In this paper, combined with a full two-way coupled fluid–structure interaction model, the transport and deposition of major lipids on the porous blood vessel wall were investigated by solving the advection–reaction–diffusion kinetic equation with the finite-element method. Especially, the growth process of AS plaque, necrotic core, and stress in blood wall were studied. We get some main conclusions as follows: the plaque growth in the lesion area squeezed the walls of healthy areas.
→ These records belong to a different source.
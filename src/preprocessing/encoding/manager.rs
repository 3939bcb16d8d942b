//! Column selection and per-column strategy dispatch.

use super::one_hot::OneHotEncoder;
use super::registry::{Encoder, EncoderRegistry};
use super::EncodingStrategy;
use crate::dataset::DataFrame;
use crate::preprocessing::error::{PreprocessingError, Result};
use crate::preprocessing::traits::{FittedTransformer, Transformer};

/// Specifies which columns an encoding call applies to.
#[derive(Clone, Debug, Default, PartialEq, Eq)]
pub enum ColumnSelection {
    /// Every column declared `Categorical`, in frame order.
    #[default]
    Categorical,
    /// Exactly these columns, in this order.
    Named(Vec<String>),
}

impl ColumnSelection {
    pub fn named<S: Into<String>>(names: impl IntoIterator<Item = S>) -> Self {
        ColumnSelection::Named(names.into_iter().map(Into::into).collect())
    }

    /// Resolve the selection against `data`.
    ///
    /// # Errors
    /// [`PreprocessingError::ColumnNotFound`] for a named column that is absent.
    pub fn resolve(&self, data: &DataFrame) -> Result<Vec<String>> {
        match self {
            ColumnSelection::Categorical => Ok(data.categorical_columns()),
            ColumnSelection::Named(names) => {
                for name in names {
                    data.column(name)?;
                }
                Ok(names.clone())
            }
        }
    }
}

impl From<&str> for ColumnSelection {
    fn from(name: &str) -> Self {
        ColumnSelection::Named(vec![name.to_string()])
    }
}

impl From<Vec<String>> for ColumnSelection {
    fn from(names: Vec<String>) -> Self {
        ColumnSelection::Named(names)
    }
}

impl From<Option<Vec<String>>> for ColumnSelection {
    fn from(names: Option<Vec<String>>) -> Self {
        names.map_or(ColumnSelection::Categorical, ColumnSelection::Named)
    }
}

/// Ordinal-encode the selected columns in place.
///
/// Encoders already present in `encoders` are reused and extended with any
/// unseen values; other columns get a fresh encoder. Every encoder used ends
/// up in the returned registry, along with the untouched entries of the
/// registry passed in.
///
/// # Errors
/// - [`PreprocessingError::ColumnNotFound`] for an unknown column.
/// - [`PreprocessingError::TypeMismatch`] if `encoders` holds a one-hot
///   encoder for a selected column.
pub fn encode_ordinal(
    data: &DataFrame,
    columns: &ColumnSelection,
    encoders: Option<EncoderRegistry>,
) -> Result<(DataFrame, EncoderRegistry)> {
    let selected = columns.resolve(data)?;
    let mut registry = encoders.unwrap_or_default();
    let mut out = data.clone();

    for name in &selected {
        let mut encoder = registry.take_ordinal(name)?.unwrap_or_default();
        let known = encoder.len();
        let encoded = encoder.transform_or_extend(out.column(name)?)?;
        out.replace_column(name, encoded)?;
        tracing::debug!(
            column = %name,
            categories = encoder.len(),
            added = encoder.len() - known,
            "Ordinal-encoded column"
        );
        registry.insert(name.clone(), Encoder::Ordinal(encoder));
    }

    Ok((out, registry))
}

/// One-hot encode the selected columns.
///
/// Each source column is fit afresh on the values present in `data`, dropped,
/// and replaced by its indicator columns appended at the end of the frame.
///
/// # Errors
/// - [`PreprocessingError::ColumnNotFound`] for an unknown column.
/// - [`PreprocessingError::DuplicateColumn`] if an indicator name is taken.
pub fn encode_onehot(
    data: &DataFrame,
    columns: &ColumnSelection,
) -> Result<(DataFrame, EncoderRegistry)> {
    let selected = columns.resolve(data)?;
    let mut registry = EncoderRegistry::new();
    let mut out = data.clone();

    for name in &selected {
        let source = out.drop_column(name)?;
        let fitted = OneHotEncoder::new().fit(&source)?;
        for indicator in fitted.transform(&source)? {
            out.push_column(indicator)?;
        }
        tracing::debug!(
            column = %name,
            indicators = fitted.n_features_out(),
            "One-hot encoded column"
        );
        registry.insert(name.clone(), Encoder::OneHot(fitted));
    }

    Ok((out, registry))
}

/// Encode each selected column with its own strategy.
///
/// `strategies[i]` applies to the i-th selected column. Columns are processed
/// in selection order and all encoders are collected into one registry.
///
/// # Errors
/// [`PreprocessingError::LengthMismatch`] when the number of strategies
/// differs from the number of selected columns; nothing is encoded then.
pub fn encode_selected<S>(
    data: &DataFrame,
    columns: &ColumnSelection,
    strategies: &[S],
) -> Result<(DataFrame, EncoderRegistry)>
where
    S: Copy + Into<EncodingStrategy>,
{
    let selected = columns.resolve(data)?;
    if strategies.len() != selected.len() {
        return Err(PreprocessingError::LengthMismatch {
            what: "strategies".to_string(),
            expected: selected.len(),
            got: strategies.len(),
        });
    }

    let mut registry = EncoderRegistry::new();
    let mut out = data.clone();

    for (name, &strategy) in selected.iter().zip(strategies) {
        let single = ColumnSelection::from(name.as_str());
        let (encoded, encoders) = match strategy.into() {
            EncodingStrategy::Ordinal => encode_ordinal(&out, &single, None)?,
            EncodingStrategy::OneHot => encode_onehot(&out, &single)?,
        };
        out = encoded;
        registry.merge(encoders);
    }

    tracing::info!(
        columns = selected.len(),
        ordinal = registry
            .iter()
            .filter(|(_, e)| matches!(e, Encoder::Ordinal(_)))
            .count(),
        out_cols = out.n_cols(),
        "Encoded categorical columns"
    );
    Ok((out, registry))
}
Low stress and high blood pressure contributed to the plaque formation and promoted the necrotic core growth. At the late growth stage, the stress of the plaque shoulder increased significantly, and the stress at the necrotic core was relatively large. In addition, the shear stress in the upstream shoulder of the plaque was larger than in the downstream. Plaque instability increased with the increase of the necrotic core volume within the plaque. This model may better predict formation process of AS plaque and the plaque instability in the process of AS development.